Giulia Perin
Giulia Perin si laurea in Antropologia all’Università di Torino. Grazie a una borsa di studio presso l’Università di Bali ha avuto la possibilità di scoprire il mondo dell’arte e dell’artigianato indonesiano. Nel 2016 crea il marchio Emina e nel 2018 diventa artista in residenza e responsabile dell’orto tintorio presso il Museo del Tessile di Chieri e inizia a collaborare con artisti ed istituti italiani tra cui Ettore Favini e lo IED di Milano.
Dal 2022 trasmette il suo messaggio anche attraverso la creazione di installazioni immersive e arazzi artistici ispirati al tema ambientale.
OPERA VERDE
UNIONE DI INTENTI
Il lavoro di ricerca
La formazione da antropologa di Giulia Perin ha profondamente segnato la successiva ricerca artistica.
Affascinata dai segni grafici e dalla simbologia che spesso restano celati dietro al tratto e alla forma scelti dall’uomo che li ha rappresentati, l’artista crede in un linguaggio che sia immersivo, avvolgente e che chiami a sé tutti i sensi, nella condivisione del sapere, nel mescolarsi delle tecniche e dei linguaggi.
C(')Era
Il batik è un’antica tecnica di tintura a riserva la cui etimologia del termine nasce dall’unione di due parole di origine indonesiana che letteralmente significano scrivere la goccia.
Giulia Perin scrive con gocce di cera su tessuti imbevuti in essenze cromatiche ricavate direttamente dalle piante.

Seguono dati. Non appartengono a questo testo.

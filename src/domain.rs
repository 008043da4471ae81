//! ==============================================================================
//! domain.rs - monitoring data model
//! ==============================================================================
//!
//! purpose:
//!     the plain data shared by every other module: one sensor reading, the
//!     four damage accumulators, and the process-wide monitoring record.
//!
//! relationships:
//!     - mutated by: simulator.rs (tick)
//!     - owned by: store.rs (behind the single lock)
//!     - read by: scorer.rs, api.rs
//!
//! ==============================================================================

use chrono::{DateTime, Utc};
use serde::{Deserialize, Serialize};

/// one simulated sample of every sensor on the asset
#[derive(Clone, Debug, PartialEq, Serialize, Deserialize)]
pub struct SensorReading {
    /// metal temperature in celsius
    pub temperature: f64,
    /// line pressure in bar
    pub pressure: f64,
    /// fraction of rated load (0..1)
    pub load: f64,
    /// vibration along x in g
    pub vibration_x: f64,
    /// vibration along y in g
    pub vibration_y: f64,
    /// ultrasonic echo amplitude in dB
    pub ultrasonic_amplitude: f64,
    /// ultrasonic time-of-flight in microseconds
    pub ultrasonic_time: f64,
    /// when the sample was taken
    pub captured_at: DateTime<Utc>,
}

impl SensorReading {
    pub fn vibration_magnitude(&self) -> f64 {
        self.vibration_x.hypot(self.vibration_y)
    }

    pub fn ultrasonic_energy(&self) -> f64 {
        self.ultrasonic_amplitude * self.ultrasonic_time
    }
}

impl Default for SensorReading {
    fn default() -> Self {
        Self {
            temperature: 385.0,
            pressure: 18.6,
            load: 0.65,
            vibration_x: 0.15,
            vibration_y: 0.10,
            ultrasonic_amplitude: 48.0,
            ultrasonic_time: 13.0,
            captured_at: Utc::now(),
        }
    }
}

/// cumulative degradation proxies. every field only ever grows.
#[derive(Clone, Copy, Debug, PartialEq, Serialize, Deserialize)]
pub struct DamageAccumulators {
    pub fatigue: f64,
    pub creep: f64,
    pub corrosion: f64,
    pub crack_growth: f64,
}

impl DamageAccumulators {
    /// fresh, undamaged asset
    pub const ZERO: Self = Self {
        fatigue: 0.0,
        creep: 0.0,
        corrosion: 0.0,
        crack_growth: 0.0,
    };
}

impl Default for DamageAccumulators {
    /// mid-life asset the dashboard starts from
    fn default() -> Self {
        Self {
            fatigue: 0.12,
            creep: 0.008,
            corrosion: 0.15,
            crack_growth: 0.09,
        }
    }
}

/// the single process-wide record
#[derive(Clone, Debug, PartialEq, Serialize)]
pub struct MonitoringState {
    pub running: bool,
    pub reading: SensorReading,
    pub damage: DamageAccumulators,
    /// ticks applied since startup or the last reset
    pub ticks: u64,
}

impl MonitoringState {
    pub fn new(running: bool) -> Self {
        Self {
            running,
            reading: SensorReading::default(),
            damage: DamageAccumulators::default(),
            ticks: 0,
        }
    }

    /// true when everything except the capture time matches the defaults
    pub fn is_default(&self, running: bool) -> bool {
        let defaults = Self::new(running);
        let reading = SensorReading {
            captured_at: defaults.reading.captured_at,
            ..self.reading.clone()
        };
        self.running == defaults.running
            && self.damage == defaults.damage
            && self.ticks == 0
            && reading == defaults.reading
    }
}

Come nell’incisione, il batik funziona per negativo, consentendo di disegnare con calde gocce dorate ciò che sul tessuto andrà a mancare.
Nello specifico, lì dove la cera viene posata, i filamenti non assorbono le cromie. Il concetto di perdita narrato nel titolo della mostra qui pare essere filtrato da quello del kintsugi giapponese: la cera veste di dorato l’assenza di colore.
Così, il viaggio che Perin ci induce a intraprendere all’interno della sua installazione è quello nel tempo della perdita. Si attraversano le stagioni, richiamate dai colori dei tessuti e dalle piante intorno; si attraversa il tempo, assistendo a una graduale scomparsa della cera. Si attraversa la perdita come costante intimamente connessa a noi e tutto ciò che ci circonda. Si entra in un ambiente in cui si è così portati a una pacificazione con la natura, riconnettendoci con quel sé altro da noi che per hybris continuiamo a dimenticare.